Correct. You could also use a small existing one as long as the license is compatible.

lorenzoh · 2022-06-21T10:50:38Z

src/TimeSeries/blocks/timeseriesrow.jl

+
+"""
+
+struct TimeSeriesRow{M,N} <: Block end


I'm not sure of the block name here. I would prefer TimeSeries, but that's already the module name. Once #240 is through, the time-series functionality will be a subpackage FastTimeSeries, so then the name TimeSeries for the block would be available. Let's leave it for now, and maybe change it then.

lorenzoh · 2022-06-21T10:54:56Z

src/TimeSeries/blocks/timeseriesrow.jl

+
+"""
+
+struct TimeSeriesRow{M,N} <: Block end


Do we need both the number of features and the observation length as type parameters? We should only do this if we need to dispatch on the number of features or observation length.

Additionally, a Block is constant for a dataset, so including the observation length means we wouldn't be able to support datasets where different samples have varying observation lengths. Is that the case for any of the datasets we're using? Do we need this information somewhere on the block-level? If we don't need it, I would suggest dropping the observation length from the block or allowing passing a colon : to allow variable-length observations.

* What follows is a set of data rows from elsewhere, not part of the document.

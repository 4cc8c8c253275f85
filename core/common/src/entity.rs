//! Field-level view of replicated records.
//!
//! The reconciliation engine never inspects concrete record types directly.
//! It compares and copies values through [`SyncEntity`], which exposes each
//! semantically meaningful field as a named [`FieldValue`].

use chrono::{DateTime, Utc};
use serde::de::DeserializeOwned;
use serde::{Deserialize, Serialize};
use std::fmt;
use uuid::Uuid;

use crate::error::Result;
use crate::types::{Contact, Record};

/// A replicated collection.
#[derive(Debug, Clone, Copy, PartialEq, Eq, Hash, PartialOrd, Ord, Serialize, Deserialize)]
#[serde(rename_all = "camelCase")]
pub enum Collection {
    /// People the user tracks.
    Contacts,
    /// Conversation records owned by a contact.
    Records,
}

impl Collection {
    /// All collections, in reconciliation order.
    pub const ALL: [Collection; 2] = [Collection::Contacts, Collection::Records];

    /// Stable name used in logs and persisted state.
    pub fn as_str(&self) -> &'static str {
        match self {
            Collection::Contacts => "contacts",
            Collection::Records => "records",
        }
    }
}

impl fmt::Display for Collection {
    fn fmt(&self, f: &mut fmt::Formatter<'_>) -> fmt::Result {
        f.write_str(self.as_str())
    }
}

/// A single field value, normalized for comparison.
#[derive(Debug, Clone, PartialEq)]
pub enum FieldValue {
    Null,
    Text(String),
    Bool(bool),
    Int(i64),
    Float(f64),
    Date(DateTime<Utc>),
    Bytes(Vec<u8>),
    List(Vec<String>),
}

impl FieldValue {
    /// Whether the value counts as absent for conflict purposes.
    ///
    /// Booleans are always present.
    pub fn is_empty(&self) -> bool {
        match self {
            FieldValue::Null => true,
            FieldValue::Text(s) => s.is_empty(),
            FieldValue::Bytes(b) => b.is_empty(),
            FieldValue::List(l) => l.is_empty(),
            FieldValue::Bool(_) | FieldValue::Int(_) | FieldValue::Float(_) | FieldValue::Date(_) => {
                false
            }
        }
    }
}

impl From<&Option<String>> for FieldValue {
    fn from(value: &Option<String>) -> Self {
        value
            .as_ref()
            .map(|s| FieldValue::Text(s.clone()))
            .unwrap_or(FieldValue::Null)
    }
}

impl From<&Option<DateTime<Utc>>> for FieldValue {
    fn from(value: &Option<DateTime<Utc>>) -> Self {
        value.map(FieldValue::Date).unwrap_or(FieldValue::Null)
    }
}

impl From<&Option<f64>> for FieldValue {
    fn from(value: &Option<f64>) -> Self {
        value.map(FieldValue::Float).unwrap_or(FieldValue::Null)
    }
}

impl From<&Option<i32>> for FieldValue {
    fn from(value: &Option<i32>) -> Self {
        value.map(|v| FieldValue::Int(v as i64)).unwrap_or(FieldValue::Null)
    }
}

impl From<&Option<Uuid>> for FieldValue {
    fn from(value: &Option<Uuid>) -> Self {
        value
            .map(|v| FieldValue::Text(v.to_string()))
            .unwrap_or(FieldValue::Null)
    }
}

/// Either record type, for stores that keep both collections side by side.
#[derive(Debug, Clone, PartialEq, Serialize, Deserialize)]
#[serde(tag = "collection", rename_all = "camelCase")]
pub enum AnyEntity {
    Contact(Contact),
    Record(Record),
}

impl AnyEntity {
    /// Identifier of the wrapped record.
    pub fn id(&self) -> Uuid {
        match self {
            AnyEntity::Contact(c) => c.id,
            AnyEntity::Record(r) => r.id,
        }
    }

    /// Collection of the wrapped record.
    pub fn collection(&self) -> Collection {
        match self {
            AnyEntity::Contact(_) => Collection::Contacts,
            AnyEntity::Record(_) => Collection::Records,
        }
    }
}

/// A record type the engine can reconcile.
///
/// The identifier is the merge key across replicas. `fields` must list every
/// semantically meaningful field (timestamps and the id excluded) in a stable
/// order, and `copy_field` must accept every name `fields` returns.
pub trait SyncEntity:
    Clone + fmt::Debug + PartialEq + Serialize + DeserializeOwned + Send + Sync + 'static
{
    /// Collection this type lives in.
    const COLLECTION: Collection;

    fn id(&self) -> Uuid;
    fn created_at(&self) -> DateTime<Utc>;
    fn modified_at(&self) -> DateTime<Utc>;
    fn set_modified_at(&mut self, at: DateTime<Utc>);

    /// Named field values for pairwise comparison.
    fn fields(&self) -> Vec<(&'static str, FieldValue)>;

    /// Copy the field called `name` from `other` into `self`.
    fn copy_field(&mut self, name: &str, other: &Self);

    fn into_any(self) -> AnyEntity;
    fn from_any(any: AnyEntity) -> Option<Self>;

    /// Whether both versions hold identical field values.
    fn same_content(&self, other: &Self) -> bool {
        self.fields() == other.fields()
    }

    /// True if the record was created or modified strictly after `at`.
    fn changed_after(&self, at: DateTime<Utc>) -> bool {
        self.modified_at() > at || self.created_at() > at
    }

    /// Check values the wire format cannot carry faithfully.
    ///
    /// # Errors
    /// - `Validation` naming the offending field
    fn validate(&self) -> Result<()> {
        Ok(())
    }
}
//! Common utilities and types shared across TwinSync modules.
//!
//! This module provides the error taxonomy, the replicated data model and
//! the field-level comparison contract used by the reconciliation engine.

pub mod entity;
pub mod error;
pub mod types;
pub mod wire;

pub use entity::{AnyEntity, Collection, FieldValue, SyncEntity};
pub use error::{Error, Result};
pub use types::{Contact, Record, RemoteRow, Tombstone};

Also, if we don't need to dispatch on the number of features (do we?), it can be added as a field.

So we'd have something like

struct TimeSeriesRow <: Block nfeatures::Int obslength::Union{Int, Colon} end

For the current datasets we are planning to use, the length is same for all observations, so we can have a constant block.

From my understanding we build the model from the block ? So the parameters might depend on time series length and number of variables.
So ideally the block should just dispatch on parameters which are required in model building ?

lorenzoh · 2022-06-21T10:58:11Z

src/TimeSeries/recipes.jl

+# ## Tests
+
+@testset "TimeSeriesDataset [recipe]" begin
+    path = datasetpath("ecg5000")


Not sure how big this dataset is, but if it's really big, we may not want to run this on the CI, since it'll need to download it every time

The dataset is around 10mb, should we run this on CI ?

That should be fine 👍

lorenzoh · 2022-06-21T10:59:22Z

src/datasets/containers.jl

+    table::AbstractArray{Float64,3}
+end 
+
+function LearnBase.getobs(dataset::TimeSeriesDataset, idx)


This will need to be updated to Base.getindex and Base.length now that #229 is merged

Sure, will update it.

rebased with master

codeboy5 · 2022-06-24T03:36:58Z

I have implemented the changes we discussed in the last call.

Replace type parameters with fields
TSClassificationDatasetStruct to load the .ts files from http://timeseriesclassification.com .
Test for .ts2df function as @ToucheSir suggested. The size for file is 159KB, should I just include it in the commit or download It on the fly. As for the license, according to tsml_repo, it seems to have a GNU General Public License v3.0 .

ToucheSir · 2022-06-24T04:28:33Z

Great. Just to be safe, I think it would be best to download the file on the fly for now.

…t) (#244) Co-authored-by: CompatHelper Julia <compathelper_noreply@julialang.org>

lorenzoh · 2022-07-01T13:17:18Z

src/TimeSeries/encodings/timeseriespreprocessing.jl

+function setup(::Type{TSPreprocessing}, ::TimeSeriesRow, data)
+    means, stds = tsdatasetstats(data)
+end


Suggested change

function setup(::Type{TSPreprocessing}, ::TimeSeriesRow, data)

means, stds = tsdatasetstats(data)

end

setup(::Type{TSPreprocessing}, ::TimeSeriesRow, data) = means, stds = tsdatasetstats(data)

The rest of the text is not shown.